Despite the fact that people are beginning to look at man’s place in nature from a more symbiotic angle, from thinkers like Crutzen to those who shop at their local farmer’s markets, it will be horrendously difficult to make any serious strides unless everybody gets on the ‘eco-’ train. As Foucault somewhat bleakly points out, "[life] is a category of classification, relative, like all the other categories, to the criteria one adopts."# Thus, until the majority of the world’s inhabitants regard everything from the soil to the stars as bearing some semblance of life, and thus some semblance of an integral relationship to the rest of the world, we will continue to run up against those individuals who want to innovate the environment into oblivion.

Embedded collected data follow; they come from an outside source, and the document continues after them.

//! Principal Entity
//!
//! The single account aggregate of the identity subsystem. Carries both the
//! public profile fields and the sensitive credential state (password hash,
//! MFA enrollment).
//!
//! ## MFA invariant
//! The TOTP secret and the recovery code hashes are generated together and
//! cleared together. The model enforces this by holding both inside one
//! `Option<MfaEnrollment>`; a storage row with only one of the two present
//! is a data bug and fails row decoding, it never constructs a `Principal`.

use chrono::{DateTime, Utc};

use crate::domain::value_object::{
    AuthProvider, Email, PrincipalId, RecoveryCodeHashes, Role, StoredPassword, TotpSecret,
    Username,
};

/// MFA enrollment data, present from setup until disable
///
/// `Principal::mfa_enabled` stays false between setup and the first
/// successful code verification, so a half-finished enrollment never locks
/// an account behind a second factor the user has not proven they hold.
#[derive(Debug, Clone)]
pub struct MfaEnrollment {
    /// Shared TOTP secret (Base32)
    pub totp_secret: TotpSecret,
    /// One-way hashes of the unused recovery codes
    pub recovery_hashes: RecoveryCodeHashes,
}

/// Principal entity
#[derive(Debug, Clone)]
pub struct Principal {
    /// Internal UUID identifier; also the token subject
    pub principal_id: PrincipalId,
    /// Login identifier and authenticator account label
    pub email: Email,
    /// Alternative login identifier / display handle
    pub username: Username,
    /// Contact number (PII, encrypted at the storage boundary)
    pub phone: Option<String>,
    /// Argon2id hash; federated principals hold a random unusable one,
    /// legacy federated rows may have none at all
    pub password_hash: Option<StoredPassword>,
    /// Single role; effective authorities derive from the role chain
    pub role: Role,
    /// How this account authenticates
    pub auth_provider: AuthProvider,
    /// Stable subject id at the external identity provider
    pub federated_subject: Option<String>,
    /// True only after the first successful TOTP verification
    pub mfa_enabled: bool,
    /// Secret + recovery hashes, both present or both absent
    pub mfa_enrollment: Option<MfaEnrollment>,
    /// Last successful login time
    pub last_login_at: Option<DateTime<Utc>>,
    /// Created timestamp
    pub created_at: DateTime<Utc>,
    /// Updated timestamp
    pub updated_at: DateTime<Utc>,
}

impl Principal {
    /// Create a new locally registered principal
    pub fn new_local(email: Email, username: Username, password_hash: StoredPassword) -> Self {
        let now = Utc::now();
        Self {
            principal_id: PrincipalId::new(),
            email,
            username,
            phone: None,
            password_hash: Some(password_hash),
            role: Role::default(),
            auth_provider: AuthProvider::Local,
            federated_subject: None,
            mfa_enabled: false,
            mfa_enrollment: None,
            last_login_at: None,
            created_at: now,
            updated_at: now,
        }
    }

    /// Provision a principal on first federated login
    ///
    /// The password hash is random and never communicated, keeping the
    /// password path structurally valid but practically unusable.
    pub fn new_federated(
        email: Email,
        username: Username,
        federated_subject: String,
        unusable_password: StoredPassword,
    ) -> Self {
        let mut principal = Self::new_local(email, username, unusable_password);
        principal.auth_provider = AuthProvider::Federated;
        principal.federated_subject = Some(federated_subject);
        principal
    }

    /// Record successful login
    pub fn record_login(&mut self) {
        let now = Utc::now();
        self.last_login_at = Some(now);
        self.updated_at = now;
    }

    /// Link the external provider's subject id (first federated login of an
    /// existing local account)
    pub fn link_federated_subject(&mut self, subject: String) {
        if self.federated_subject.is_none() {
            self.federated_subject = Some(subject);
            self.auth_provider = AuthProvider::Federated;
            self.updated_at = Utc::now();
        }
    }

    /// Replace the password hash (password change)
    pub fn set_password(&mut self, password_hash: StoredPassword) {
        self.password_hash = Some(password_hash);
        self.updated_at = Utc::now();
    }

    /// Whether login must go through the MFA challenge step
    pub fn requires_mfa(&self) -> bool {
        self.mfa_enabled && self.mfa_enrollment.is_some()
    }

    /// Store freshly generated enrollment data; MFA stays off until the
    /// first code verifies
    pub fn enroll_mfa(&mut self, totp_secret: TotpSecret, recovery_hashes: RecoveryCodeHashes) {
        self.mfa_enrollment = Some(MfaEnrollment {
            totp_secret,
            recovery_hashes,
        });
        self.mfa_enabled = false;
        self.updated_at = Utc::now();
    }

    /// Flip MFA on after the first successful code check
    ///
    /// Returns false when there is nothing enrolled to activate.
    pub fn activate_mfa(&mut self) -> bool {
        if self.mfa_enrollment.is_none() {
            return false;
        }
        self.mfa_enabled = true;
        self.updated_at = Utc::now();
        true
    }

    /// Clear all MFA state (secret and remaining recovery codes)
    pub fn disable_mfa(&mut self) {
        self.mfa_enrollment = None;
        self.mfa_enabled = false;
        self.updated_at = Utc::now();
    }

    /// Verify a TOTP code against the enrolled secret
    pub fn verify_mfa_code(&self, code: &str) -> bool {
        match &self.mfa_enrollment {
            Some(enrollment) => enrollment
                .totp_secret
                .verify(code, self.email.as_str())
                .unwrap_or(false),
            None => false,
        }
    }

    /// Consume one recovery code
    ///
    /// On success the code's hash is removed from the in-memory set; the
    /// caller must persist this principal for the consumption to stick.
    pub fn consume_recovery_code(&mut self, submitted: &str) -> bool {
        let Some(enrollment) = &mut self.mfa_enrollment else {
            return false;
        };

        match enrollment.recovery_hashes.consume(submitted) {
            Some(updated) => {
                enrollment.recovery_hashes = updated;
                self.updated_at = Utc::now();
                true
            }
            None => false,
        }
    }
}

#[cfg(test)]
mod tests {
    use super::*;
    use crate::domain::value_object::{RawPassword, generate_recovery_codes};

    fn test_principal() -> Principal {
        let raw = RawPassword::new("correct horse battery staple".to_string()).unwrap();
        Principal::new_local(
            Email::new("kato@example.com").unwrap(),
            Username::new("kato").unwrap(),
            StoredPassword::from_raw(&raw, None).unwrap(),
        )
    }

    fn enrolled_principal() -> (Principal, Vec<String>) {
        let mut principal = test_principal();
        let codes = generate_recovery_codes();
        principal.enroll_mfa(
            TotpSecret::generate(),
            RecoveryCodeHashes::from_codes(&codes[..2]).unwrap(),
        );
        (principal, codes[..2].to_vec())
    }

    #[test]
    fn test_new_local_defaults() {
        let principal = test_principal();
        assert_eq!(principal.role, Role::PetOwner);
        assert_eq!(principal.auth_provider, AuthProvider::Local);
        assert!(!principal.mfa_enabled);
        assert!(principal.mfa_enrollment.is_none());
        assert!(!principal.requires_mfa());
    }

    #[test]
    fn test_new_federated_carries_subject() {
        let raw = RawPassword::generate_unusable();
        let principal = Principal::new_federated(
            Email::new("sato@example.com").unwrap(),
            Username::new("sato").unwrap(),
            "idp-subject-123".to_string(),
            StoredPassword::from_raw(&raw, None).unwrap(),
        );
        assert_eq!(principal.auth_provider, AuthProvider::Federated);
        assert_eq!(principal.federated_subject.as_deref(), Some("idp-subject-123"));
    }

    #[test]
    fn test_enrollment_does_not_enable_mfa() {
        let (principal, _) = enrolled_principal();
        // attacker who saw the secret mid-setup gains nothing
        assert!(!principal.mfa_enabled);
        assert!(!principal.requires_mfa());
        assert!(principal.mfa_enrollment.is_some());
    }

    #[test]
    fn test_activate_then_disable() {
        let (mut principal, _) = enrolled_principal();

        assert!(principal.activate_mfa());
        assert!(principal.requires_mfa());

        principal.disable_mfa();
        assert!(!principal.mfa_enabled);
        assert!(principal.mfa_enrollment.is_none());
    }

    #[test]
    fn test_activate_without_enrollment_fails() {
        let mut principal = test_principal();
        assert!(!principal.activate_mfa());
        assert!(!principal.mfa_enabled);
    }

    #[test]
    fn test_verify_mfa_code() {
        let (principal, _) = enrolled_principal();
        let secret = &principal.mfa_enrollment.as_ref().unwrap().totp_secret;
        let code = secret.current_code(principal.email.as_str()).unwrap();

        assert!(principal.verify_mfa_code(&code));
        assert!(!principal.verify_mfa_code("000000"));
    }

    #[test]
    fn test_verify_mfa_code_without_enrollment() {
        let principal = test_principal();
        assert!(!principal.verify_mfa_code("123456"));
    }

    #[test]
    fn test_consume_recovery_code_once() {
        let (mut principal, codes) = enrolled_principal();

        assert!(principal.consume_recovery_code(&codes[0]));
        // same code again: the hash is gone
        assert!(!principal.consume_recovery_code(&codes[0]));
        // the other code still works
        assert!(principal.consume_recovery_code(&codes[1]));
    }

    #[test]
    fn test_link_federated_subject_is_idempotent() {
        let mut principal = test_principal();
        principal.link_federated_subject("sub-1".to_string());
        principal.link_federated_subject("sub-2".to_string());
        assert_eq!(principal.federated_subject.as_deref(), Some("sub-1"));
    }

    #[test]
    fn test_record_login_updates_timestamps() {
        let mut principal = test_principal();
        assert!(principal.last_login_at.is_none());
        principal.record_login();
        assert!(principal.last_login_at.is_some());
    }
}
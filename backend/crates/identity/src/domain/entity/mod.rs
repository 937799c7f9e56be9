//! Domain Entities

pub mod audit;
pub mod principal;

pub use audit::{AuditEvent, AuditEventKind};
pub use principal::{MfaEnrollment, Principal};
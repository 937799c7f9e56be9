//! Password Hashing and Verification
//!
//! NIST SP 800-63B compliant password handling with:
//! - Argon2id hashing (memory-hard, recommended by OWASP)
//! - Zeroization of sensitive data
//! - Optional application-wide pepper
//!
//! Also exposes [`hash_opaque_secret`] / [`verify_opaque_secret`] for
//! short opaque credentials (e.g. MFA recovery codes) that need the same
//! memory-hard hashing but none of the password policy.

use std::fmt;

use argon2::{Argon2, PasswordHash, PasswordHasher, PasswordVerifier, password_hash::SaltString};
use rand::rngs::OsRng;
use thiserror::Error;
use unicode_normalization::UnicodeNormalization;
use zeroize::{Zeroize, ZeroizeOnDrop};

// ============================================================================
// Constants (NIST SP 800-63B compliant)
// ============================================================================

/// Minimum password length (NIST: SHALL be at least 8)
pub const MIN_PASSWORD_LENGTH: usize = 8;

/// Maximum password length (NIST: SHOULD permit at least 64)
pub const MAX_PASSWORD_LENGTH: usize = 128;

// ============================================================================
// Error Types
// ============================================================================

/// Password policy violation errors
#[derive(Debug, Clone, PartialEq, Eq, Error)]
pub enum PasswordPolicyError {
    /// Password is too short
    #[error("Password must be at least {min} characters (got {actual})")]
    TooShort { min: usize, actual: usize },

    /// Password is too long
    #[error("Password must be at most {max} characters (got {actual})")]
    TooLong { max: usize, actual: usize },

    /// Password contains only whitespace
    #[error("Password cannot be empty or contain only whitespace")]
    EmptyOrWhitespace,

    /// Password contains invalid characters (control characters)
    #[error("Password contains invalid control characters")]
    InvalidCharacter,
}

/// Password hashing/verification errors
#[derive(Debug, Error)]
pub enum PasswordHashError {
    /// Hashing operation failed
    #[error("Password hashing failed: {0}")]
    HashingFailed(String),

    /// Invalid hash format
    #[error("Invalid password hash format")]
    InvalidHashFormat,
}

// ============================================================================
// Clear Text Password (Zeroized on drop)
// ============================================================================

/// Clear text password with automatic memory zeroization
///
/// This type ensures that password data is securely erased from memory
/// when the value is dropped, preventing memory inspection attacks.
///
/// ## Security
/// - Implements `Zeroize` and `ZeroizeOnDrop`
/// - Does not implement `Clone` to prevent accidental copies
/// - Debug output is redacted
#[derive(Zeroize, ZeroizeOnDrop)]
pub struct ClearTextPassword(String);

impl ClearTextPassword {
    /// Create a new clear text password with validation
    ///
    /// Validates against NIST SP 800-63B requirements:
    /// - Minimum 8 characters, maximum 128 characters
    /// - No control characters
    /// - Not empty/whitespace only
    ///
    /// Unicode is normalized using NFKC before validation.
    pub fn new(raw: String) -> Result<Self, PasswordPolicyError> {
        // NIST: Unicode NFKC normalization before processing
        let normalized: String = raw.nfkc().collect();

        if normalized.trim().is_empty() {
            return Err(PasswordPolicyError::EmptyOrWhitespace);
        }

        // NIST: Count Unicode code points (not bytes)
        let char_count = normalized.chars().count();

        if char_count < MIN_PASSWORD_LENGTH {
            return Err(PasswordPolicyError::TooShort {
                min: MIN_PASSWORD_LENGTH,
                actual: char_count,
            });
        }

        if char_count > MAX_PASSWORD_LENGTH {
            return Err(PasswordPolicyError::TooLong {
                max: MAX_PASSWORD_LENGTH,
                actual: char_count,
            });
        }

        // Reject control characters (except space, tab, newline)
        for ch in normalized.chars() {
            if ch.is_control() && ch != ' ' && ch != '\t' && ch != '\n' {
                return Err(PasswordPolicyError::InvalidCharacter);
            }
        }

        Ok(Self(normalized))
    }

    /// Create without validation (for trusted, machine-generated passwords)
    ///
    /// Used when a federated account is provisioned with a random password
    /// that no human will ever type.
    pub fn new_unchecked(raw: String) -> Self {
        Self(raw)
    }

    /// Get the password as bytes for hashing
    pub(crate) fn as_bytes(&self) -> &[u8] {
        self.0.as_bytes()
    }

    /// Hash the password using Argon2id
    ///
    /// ## Arguments
    /// * `pepper` - Optional application-wide secret for additional security
    pub fn hash(&self, pepper: Option<&[u8]>) -> Result<HashedPassword, PasswordHashError> {
        let password_bytes = match pepper {
            Some(p) => {
                let mut combined = self.as_bytes().to_vec();
                combined.extend_from_slice(p);
                combined
            }
            None => self.as_bytes().to_vec(),
        };

        let salt = SaltString::generate(OsRng);

        // OWASP recommended Argon2id parameters (defaults: m=19456, t=2, p=1)
        let argon2 = Argon2::default();

        let hash = argon2
            .hash_password(&password_bytes, &salt)
            .map_err(|e| PasswordHashError::HashingFailed(e.to_string()))?;

        Ok(HashedPassword {
            hash: hash.to_string(),
        })
    }
}

impl fmt::Debug for ClearTextPassword {
    fn fmt(&self, f: &mut fmt::Formatter<'_>) -> fmt::Result {
        f.debug_tuple("ClearTextPassword")
            .field(&"[REDACTED]")
            .finish()
    }
}

// ============================================================================
// Hashed Password (Safe to store)
// ============================================================================

/// Hashed password in PHC string format
///
/// Stores the Argon2id hash in PHC format (algorithm, version, parameters,
/// salt and hash in one string).
#[derive(Clone, PartialEq, Eq)]
pub struct HashedPassword {
    hash: String,
}

impl HashedPassword {
    /// Create from PHC string (e.g., from database)
    pub fn from_phc_string(s: impl Into<String>) -> Result<Self, PasswordHashError> {
        let hash = s.into();

        // Validate it's a valid PHC string
        PasswordHash::new(&hash).map_err(|_| PasswordHashError::InvalidHashFormat)?;

        Ok(Self { hash })
    }

    /// Get the PHC string for storage
    pub fn as_phc_string(&self) -> &str {
        &self.hash
    }

    /// Verify a password against this hash
    ///
    /// ## Arguments
    /// * `password` - The clear text password to verify
    /// * `pepper` - Optional pepper (must match the one used during hashing)
    pub fn verify(&self, password: &ClearTextPassword, pepper: Option<&[u8]>) -> bool {
        let password_bytes = match pepper {
            Some(p) => {
                let mut combined = password.as_bytes().to_vec();
                combined.extend_from_slice(p);
                combined
            }
            None => password.as_bytes().to_vec(),
        };

        let parsed_hash = match PasswordHash::new(&self.hash) {
            Ok(h) => h,
            Err(_) => return false,
        };

        // Argon2 uses constant-time comparison internally
        Argon2::default()
            .verify_password(&password_bytes, &parsed_hash)
            .is_ok()
    }
}

impl fmt::Debug for HashedPassword {
    fn fmt(&self, f: &mut fmt::Formatter<'_>) -> fmt::Result {
        f.debug_struct("HashedPassword")
            .field("hash", &"[HASH]")
            .finish()
    }
}

// ============================================================================
// Opaque secrets (recovery codes etc.)
// ============================================================================

/// Hash an opaque secret (e.g. a recovery code) with Argon2id
///
/// No password policy applies; the secret is hashed as-is.
pub fn hash_opaque_secret(secret: &str) -> Result<String, PasswordHashError> {
    let salt = SaltString::generate(OsRng);
    Argon2::default()
        .hash_password(secret.as_bytes(), &salt)
        .map(|h| h.to_string())
        .map_err(|e| PasswordHashError::HashingFailed(e.to_string()))
}

/// Verify an opaque secret against a PHC hash string
///
/// Returns false for malformed hashes rather than erroring; a corrupt
/// stored hash must never verify.
pub fn verify_opaque_secret(secret: &str, phc: &str) -> bool {
    let parsed = match PasswordHash::new(phc) {
        Ok(h) => h,
        Err(_) => return false,
    };
    Argon2::default()
        .verify_password(secret.as_bytes(), &parsed)
        .is_ok()
}

// ============================================================================
// Tests
// ============================================================================
//! Value Objects
//!
//! Validated, immutable domain primitives.

pub mod auth_provider;
pub mod email;
pub mod password;
pub mod principal_id;
pub mod recovery_code;
pub mod role;
pub mod totp_secret;
pub mod username;

// Re-exports
pub use auth_provider::AuthProvider;
pub use email::Email;
pub use password::{RawPassword, StoredPassword};
pub use principal_id::PrincipalId;
pub use recovery_code::{RECOVERY_CODE_COUNT, RecoveryCodeHashes, generate_recovery_codes};
pub use role::Role;
pub use totp_secret::TotpSecret;
pub use username::Username;
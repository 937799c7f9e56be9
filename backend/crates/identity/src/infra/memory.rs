//! In-Memory Repository Implementation
//!
//! Store used by the use-case tests and for local development without a
//! database. Mirrors the semantics of the PostgreSQL implementation,
//! including the case-normalized lookups.

use std::collections::HashMap;
use std::sync::{Arc, Mutex, MutexGuard};

use uuid::Uuid;

use crate::domain::entity::{AuditEvent, Principal};
use crate::domain::repository::{AuditSink, PrincipalRepository};
use crate::domain::value_object::{Email, PrincipalId, Username};
use crate::error::IdentityResult;

/// In-memory identity repository
#[derive(Clone, Default)]
pub struct InMemoryIdentityRepository {
    principals: Arc<Mutex<HashMap<Uuid, Principal>>>,
    events: Arc<Mutex<Vec<AuditEvent>>>,
}

impl InMemoryIdentityRepository {
    pub fn new() -> Self {
        Self::default()
    }

    fn principals(&self) -> MutexGuard<'_, HashMap<Uuid, Principal>> {
        self.principals
            .lock()
            .unwrap_or_else(|poisoned| poisoned.into_inner())
    }

    /// Snapshot of the recorded audit events (test inspection)
    pub fn recorded_events(&self) -> Vec<AuditEvent> {
        self.events
            .lock()
            .unwrap_or_else(|poisoned| poisoned.into_inner())
            .clone()
    }

    /// Direct read of a stored principal (test inspection)
    pub fn stored(&self, principal_id: &PrincipalId) -> Option<Principal> {
        self.principals().get(principal_id.as_uuid()).cloned()
    }
}

impl PrincipalRepository for InMemoryIdentityRepository {
    async fn create(&self, principal: &Principal) -> IdentityResult<()> {
        self.principals()
            .insert(*principal.principal_id.as_uuid(), principal.clone());
        Ok(())
    }

    async fn find_by_id(&self, principal_id: &PrincipalId) -> IdentityResult<Option<Principal>> {
        Ok(self.principals().get(principal_id.as_uuid()).cloned())
    }

    async fn find_by_email(&self, email: &Email) -> IdentityResult<Option<Principal>> {
        Ok(self
            .principals()
            .values()
            .find(|p| p.email.as_str() == email.as_str())
            .cloned())
    }

    async fn find_by_username(&self, username: &Username) -> IdentityResult<Option<Principal>> {
        Ok(self
            .principals()
            .values()
            .find(|p| p.username.canonical() == username.canonical())
            .cloned())
    }

    async fn exists_by_email(&self, email: &Email) -> IdentityResult<bool> {
        Ok(self
            .principals()
            .values()
            .any(|p| p.email.as_str() == email.as_str()))
    }

    async fn exists_by_username(&self, username: &Username) -> IdentityResult<bool> {
        Ok(self
            .principals()
            .values()
            .any(|p| p.username.canonical() == username.canonical()))
    }

    async fn update(&self, principal: &Principal) -> IdentityResult<()> {
        self.principals()
            .insert(*principal.principal_id.as_uuid(), principal.clone());
        Ok(())
    }
}

impl AuditSink for InMemoryIdentityRepository {
    async fn record(&self, event: &AuditEvent) -> IdentityResult<()> {
        self.events
            .lock()
            .unwrap_or_else(|poisoned| poisoned.into_inner())
            .push(event.clone());
        Ok(())
    }
}
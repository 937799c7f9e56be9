//! Identity Backend Module
//!
//! The identity-and-trust subsystem every request passes through.
//!
//! Clean Architecture structure:
//! - `domain/` - Entities, value objects, domain services, repository traits
//! - `application/` - Use cases and application services
//! - `infra/` - Store implementations (PostgreSQL, in-memory)
//! - `presentation/` - HTTP handlers, DTOs, router, request authenticator
//!
//! ## Features
//! - Signed, time-boxed tokens (access / refresh / MFA-challenge)
//! - TOTP-based MFA with single-use recovery codes
//! - Three-step login protocol; password and federated paths share one
//!   token-issuance decision point
//! - Role-based authorization over a fixed role hierarchy
//! - Field-level encryption of PII at the storage boundary
//!
//! ## Security Model
//! - Passwords hashed with Argon2id (NIST SP 800-63B compliant)
//! - Token kinds distinguished by claim, asserted by every consumer
//! - MFA enrollment is inert until the first code verifies
//! - No server-side revocation: expiry bounds token compromise

pub mod application;
pub mod domain;
pub mod error;
pub mod infra;
pub mod presentation;

#[cfg(test)]
mod tests;

// Re-exports for convenience
pub use application::config::IdentityConfig;
pub use error::{IdentityError, IdentityResult};
pub use infra::postgres::PgIdentityRepository;
pub use presentation::router::{identity_router, identity_router_generic};

// Re-export kernel error types for unified error handling
pub use kernel::error::{
    app_error::{AppError, AppResult},
    kind::ErrorKind,
};

// Convenience re-exports
pub mod config {
    pub use crate::application::config::*;
}

pub mod models {
    pub use crate::domain::entity::*;
    pub use crate::domain::value_object::*;
    pub use crate::presentation::dto::*;
}

pub mod handlers {
    pub use crate::presentation::handlers::*;
}

pub mod store {
    pub use crate::infra::memory::InMemoryIdentityRepository;
    pub use crate::infra::postgres::PgIdentityRepository as IdentityStore;
}

pub mod router {
    pub use crate::presentation::router::*;
}

pub mod middleware {
    pub use crate::presentation::middleware::*;
}
//! Request Authentication
//!
//! The per-request filter: extract the bearer token, verify it, assert it
//! is an ACCESS token, load the subject from the store and attach the
//! expanded [`AuthenticatedPrincipal`] to the request — explicit context
//! in request extensions, no ambient security state.

use axum::body::Body;
use axum::http::{HeaderMap, Request, header};
use axum::middleware::Next;
use axum::response::{IntoResponse, Response};
use std::sync::Arc;

use crate::domain::repository::PrincipalRepository;
use crate::domain::service::authorization::AuthenticatedPrincipal;
use crate::domain::service::{TokenKind, TokenService};
use crate::domain::value_object::Role;
use crate::error::{IdentityError, IdentityResult};

/// Middleware state
#[derive(Clone)]
pub struct AuthMiddlewareState<R>
where
    R: PrincipalRepository + Clone + Send + Sync + 'static,
{
    pub repo: Arc<R>,
    pub tokens: Arc<TokenService>,
}

/// Authenticate a request from its headers
///
/// Shared by the middleware below and by handlers that authenticate
/// in-line. Signature validity alone is not sufficient: the `type` claim
/// must be ACCESS — an MFA challenge or refresh token presented as a
/// bearer credential is rejected here.
pub async fn authenticate_bearer<R>(
    repo: &R,
    tokens: &TokenService,
    headers: &HeaderMap,
) -> IdentityResult<AuthenticatedPrincipal>
where
    R: PrincipalRepository,
{
    let token = extract_bearer(headers).ok_or(IdentityError::InvalidOrExpiredToken)?;

    let claims = tokens
        .verify(token)
        .map_err(|_| IdentityError::InvalidOrExpiredToken)?;

    if claims.kind != TokenKind::Access {
        return Err(IdentityError::InvalidOrExpiredToken);
    }

    let principal_id = claims
        .principal_id()
        .ok_or(IdentityError::InvalidOrExpiredToken)?;

    let principal = repo
        .find_by_id(&principal_id)
        .await?
        .ok_or(IdentityError::InvalidOrExpiredToken)?;

    Ok(AuthenticatedPrincipal::from_principal(&principal))
}

/// Extract the bearer token from the Authorization header
fn extract_bearer(headers: &HeaderMap) -> Option<&str> {
    headers
        .get(header::AUTHORIZATION)?
        .to_str()
        .ok()?
        .strip_prefix("Bearer ")
}

/// Middleware that requires a valid access token
///
/// On success the [`AuthenticatedPrincipal`] is inserted into request
/// extensions for handlers downstream.
pub async fn require_authenticated<R>(
    state: AuthMiddlewareState<R>,
    mut req: Request<Body>,
    next: Next,
) -> Result<Response, Response>
where
    R: PrincipalRepository + Clone + Send + Sync + 'static,
{
    let principal = authenticate_bearer(state.repo.as_ref(), &state.tokens, req.headers())
        .await
        .map_err(|e| e.into_response())?;

    req.extensions_mut().insert(principal);

    Ok(next.run(req).await)
}

/// Middleware that additionally requires an authority from the role chain
pub async fn require_authority<R>(
    state: AuthMiddlewareState<R>,
    required: Role,
    mut req: Request<Body>,
    next: Next,
) -> Result<Response, Response>
where
    R: PrincipalRepository + Clone + Send + Sync + 'static,
{
    let principal = authenticate_bearer(state.repo.as_ref(), &state.tokens, req.headers())
        .await
        .map_err(|e| e.into_response())?;

    if !principal.has_authority(required) {
        return Err((
            axum::http::StatusCode::FORBIDDEN,
            axum::Json(serde_json::json!({
                "error": "FORBIDDEN",
                "message": "Insufficient authority",
            })),
        )
            .into_response());
    }

    req.extensions_mut().insert(principal);

    Ok(next.run(req).await)
}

When taken together, Crutzen’s call for a new geological era and Foucault’s theories on our current discourse of nature provide a compelling argument for just how lost we are in the throes of the wilderness. Though there are still some scientists and politicians that want to vehemently deny global warming and man’s impact on the environment, the rest of us need to stand up and acknowledge our selfish tradition with our home. It has always struck me as kind of odd that we are always hearing of missions to the moon in which we drill the surface, searching for resources that can sustain human life. Clearly we are so entrenched in an anthropocentric world view that our notions of technological quick fixes are now being carried over to a planet that we are not even inhabiting yet. Thus, unless we fundamentally change the way in which we structure our knowledge of the natural world, we will quickly, and most likely painfully, phase ourselves out of it.